TASK BRIEF:
Copy exactly the lines that run from the line containing "fn into_response(self) ->" to the end of the material below, both ends included.

RECORDS PROVIDED:

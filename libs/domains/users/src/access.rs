//! Role capability matrix.
//!
//! Services never enforce roles; presentation layers (the console menu in
//! particular) ask this one function before offering an operation. Keeping
//! the rule here means there is a single place to change it.

use serde::{Deserialize, Serialize};
use utoipa::ToSchema;

use crate::models::Role;

/// The operations a presentation layer can gate
#[derive(Debug, Clone, Copy, PartialEq, Eq, Serialize, Deserialize, ToSchema)]
#[serde(rename_all = "snake_case")]
pub enum Operation {
    /// Read-only product queries: view, search, low-stock report
    ViewInventory,
    /// Product mutations: add, update, delete
    ManageInventory,
    /// Stock-quantity adjustment only
    AdjustStock,
    /// User CRUD
    ManageUsers,
}

/// Whether a role may perform an operation.
///
/// Admin can do everything; staff can do everything except manage users.
pub fn can_access(role: Role, operation: Operation) -> bool {
    match operation {
        Operation::ViewInventory | Operation::ManageInventory | Operation::AdjustStock => true,
        Operation::ManageUsers => role == Role::Admin,
    }
}

#[cfg(test)]
mod tests {
    use super::*;

    #[test]
    fn test_admin_can_do_everything() {
        for op in [
            Operation::ViewInventory,
            Operation::ManageInventory,
            Operation::AdjustStock,
            Operation::ManageUsers,
        ] {
            assert!(can_access(Role::Admin, op), "admin denied {:?}", op);
        }
    }

    #[test]
    fn test_staff_cannot_manage_users() {
        assert!(can_access(Role::Staff, Operation::ViewInventory));
        assert!(can_access(Role::Staff, Operation::ManageInventory));
        assert!(can_access(Role::Staff, Operation::AdjustStock));
        assert!(!can_access(Role::Staff, Operation::ManageUsers));
    }
}
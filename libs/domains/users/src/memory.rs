//! In-memory implementation of the user storage contract.

use async_trait::async_trait;
use std::collections::HashMap;
use std::sync::Arc;
use std::sync::atomic::{AtomicI64, Ordering};
use tokio::sync::RwLock;

use crate::error::{UserError, UserResult};
use crate::models::{CreateUser, User};
use crate::repository::UserRepository;

/// In-memory implementation of [`UserRepository`].
///
/// Enforces the username unique constraint the way a durable store's
/// schema would: duplicates are rejected at create and update.
#[derive(Debug)]
pub struct InMemoryUserRepository {
    users: Arc<RwLock<HashMap<i64, User>>>,
    next_id: AtomicI64,
}

impl InMemoryUserRepository {
    pub fn new() -> Self {
        Self {
            users: Arc::new(RwLock::new(HashMap::new())),
            next_id: AtomicI64::new(1),
        }
    }
}

impl Default for InMemoryUserRepository {
    fn default() -> Self {
        Self::new()
    }
}

#[async_trait]
impl UserRepository for InMemoryUserRepository {
    async fn create(&self, input: CreateUser) -> UserResult<User> {
        let mut users = self.users.write().await;

        if users.values().any(|u| u.username == input.username) {
            return Err(UserError::DuplicateUsername(input.username));
        }

        let id = self.next_id.fetch_add(1, Ordering::SeqCst);
        let user = User::from_create(id, input)?;
        users.insert(id, user.clone());

        tracing::info!(user_id = id, username = %user.username, "Created user");
        Ok(user)
    }

    async fn get_by_id(&self, id: i64) -> UserResult<Option<User>> {
        let users = self.users.read().await;
        Ok(users.get(&id).cloned())
    }

    async fn get_by_username(&self, username: &str) -> UserResult<Option<User>> {
        let users = self.users.read().await;
        Ok(users.values().find(|u| u.username == username).cloned())
    }

    async fn find_by_credentials(
        &self,
        username: &str,
        password: &str,
    ) -> UserResult<Option<User>> {
        let users = self.users.read().await;
        Ok(users
            .values()
            .find(|u| u.username == username && u.password == password)
            .cloned())
    }

    async fn list_all(&self) -> UserResult<Vec<User>> {
        let users = self.users.read().await;
        Ok(users.values().cloned().collect())
    }

    async fn update(&self, user: &User) -> UserResult<bool> {
        let mut users = self.users.write().await;

        if users
            .values()
            .any(|u| u.id != user.id && u.username == user.username)
        {
            return Err(UserError::DuplicateUsername(user.username.clone()));
        }

        match users.get_mut(&user.id) {
            Some(existing) => {
                *existing = user.clone();
                Ok(true)
            }
            None => Ok(false),
        }
    }

    async fn delete(&self, id: i64) -> UserResult<bool> {
        let mut users = self.users.write().await;
        Ok(users.remove(&id).is_some())
    }

    async fn username_exists(&self, username: &str) -> UserResult<bool> {
        let users = self.users.read().await;
        Ok(users.values().any(|u| u.username == username))
    }
}

#[cfg(test)]
mod tests {
    use super::*;
    use crate::models::Role;

    fn admin_input() -> CreateUser {
        CreateUser {
            username: "admin".to_string(),
            password: "admin123".to_string(),
            role: "admin".to_string(),
        }
    }

    #[tokio::test]
    async fn test_create_and_get_user() {
        let repo = InMemoryUserRepository::new();

        let created = repo.create(admin_input()).await.unwrap();
        assert_eq!(created.id, 1);
        assert_eq!(created.role, Role::Admin);

        let fetched = repo.get_by_id(created.id).await.unwrap();
        assert_eq!(fetched, Some(created));
    }

    #[tokio::test]
    async fn test_default_construction_starts_ids_at_one() {
        let repo = InMemoryUserRepository::default();

        let created = repo.create(admin_input()).await.unwrap();
        assert_eq!(created.id, 1);
    }

    #[tokio::test]
    async fn test_duplicate_username_rejected() {
        let repo = InMemoryUserRepository::new();
        repo.create(admin_input()).await.unwrap();

        let result = repo.create(admin_input()).await;
        assert!(matches!(result, Err(UserError::DuplicateUsername(_))));
    }

    #[tokio::test]
    async fn test_find_by_credentials_exact_match_only() {
        let repo = InMemoryUserRepository::new();
        repo.create(admin_input()).await.unwrap();

        let found = repo
            .find_by_credentials("admin", "admin123")
            .await
            .unwrap();
        assert!(found.is_some());

        assert!(repo
            .find_by_credentials("admin", "wrong")
            .await
            .unwrap()
            .is_none());
        assert!(repo
            .find_by_credentials("Admin", "admin123")
            .await
            .unwrap()
            .is_none());
    }

    #[tokio::test]
    async fn test_update_cannot_steal_a_username() {
        let repo = InMemoryUserRepository::new();
        repo.create(admin_input()).await.unwrap();
        let staff = repo
            .create(CreateUser {
                username: "bob".to_string(),
                password: "pw".to_string(),
                role: "staff".to_string(),
            })
            .await
            .unwrap();

        let renamed = User {
            username: "admin".to_string(),
            ..staff
        };
        let result = repo.update(&renamed).await;
        assert!(matches!(result, Err(UserError::DuplicateUsername(_))));
    }

    #[tokio::test]
    async fn test_delete_twice_reports_existence_once() {
        let repo = InMemoryUserRepository::new();
        let created = repo.create(admin_input()).await.unwrap();

        assert!(repo.delete(created.id).await.unwrap());
        assert!(!repo.delete(created.id).await.unwrap());
    }
}
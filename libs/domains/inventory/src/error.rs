use axum::response::{IntoResponse, Response};
use axum_helpers::AppError;
use thiserror::Error;

#[derive(Debug, Error)]
pub enum ProductError {
    #[error("Product not found: {0}")]
    NotFound(i64),

    #[error("Invalid input: {0}")]
    Validation(String),

    #[error("Storage error: {0}")]
    Storage(String),
}

pub type ProductResult<T> = Result<T, ProductError>;

/// Convert ProductError to AppError for standardized error responses
impl From<ProductError> for AppError {
    fn from(err: ProductError) -> Self {
        match err {
            ProductError::NotFound(id) => AppError::NotFound(format!("Product {} not found", id)),
            ProductError::Validation(msg) => AppError::BadRequest(msg),
            ProductError::Storage(msg) => AppError::InternalServerError(msg),
        }
    }
}

impl IntoResponse for ProductError {
    fn into_response(self) -> Response {
        let app_error: AppError = self.into();
        app_error.into_response()
    }
}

WORKED SOLUTION:
    fn into_response(self) -> Response {
        let app_error: AppError = self.into();
        app_error.into_response()
    }
}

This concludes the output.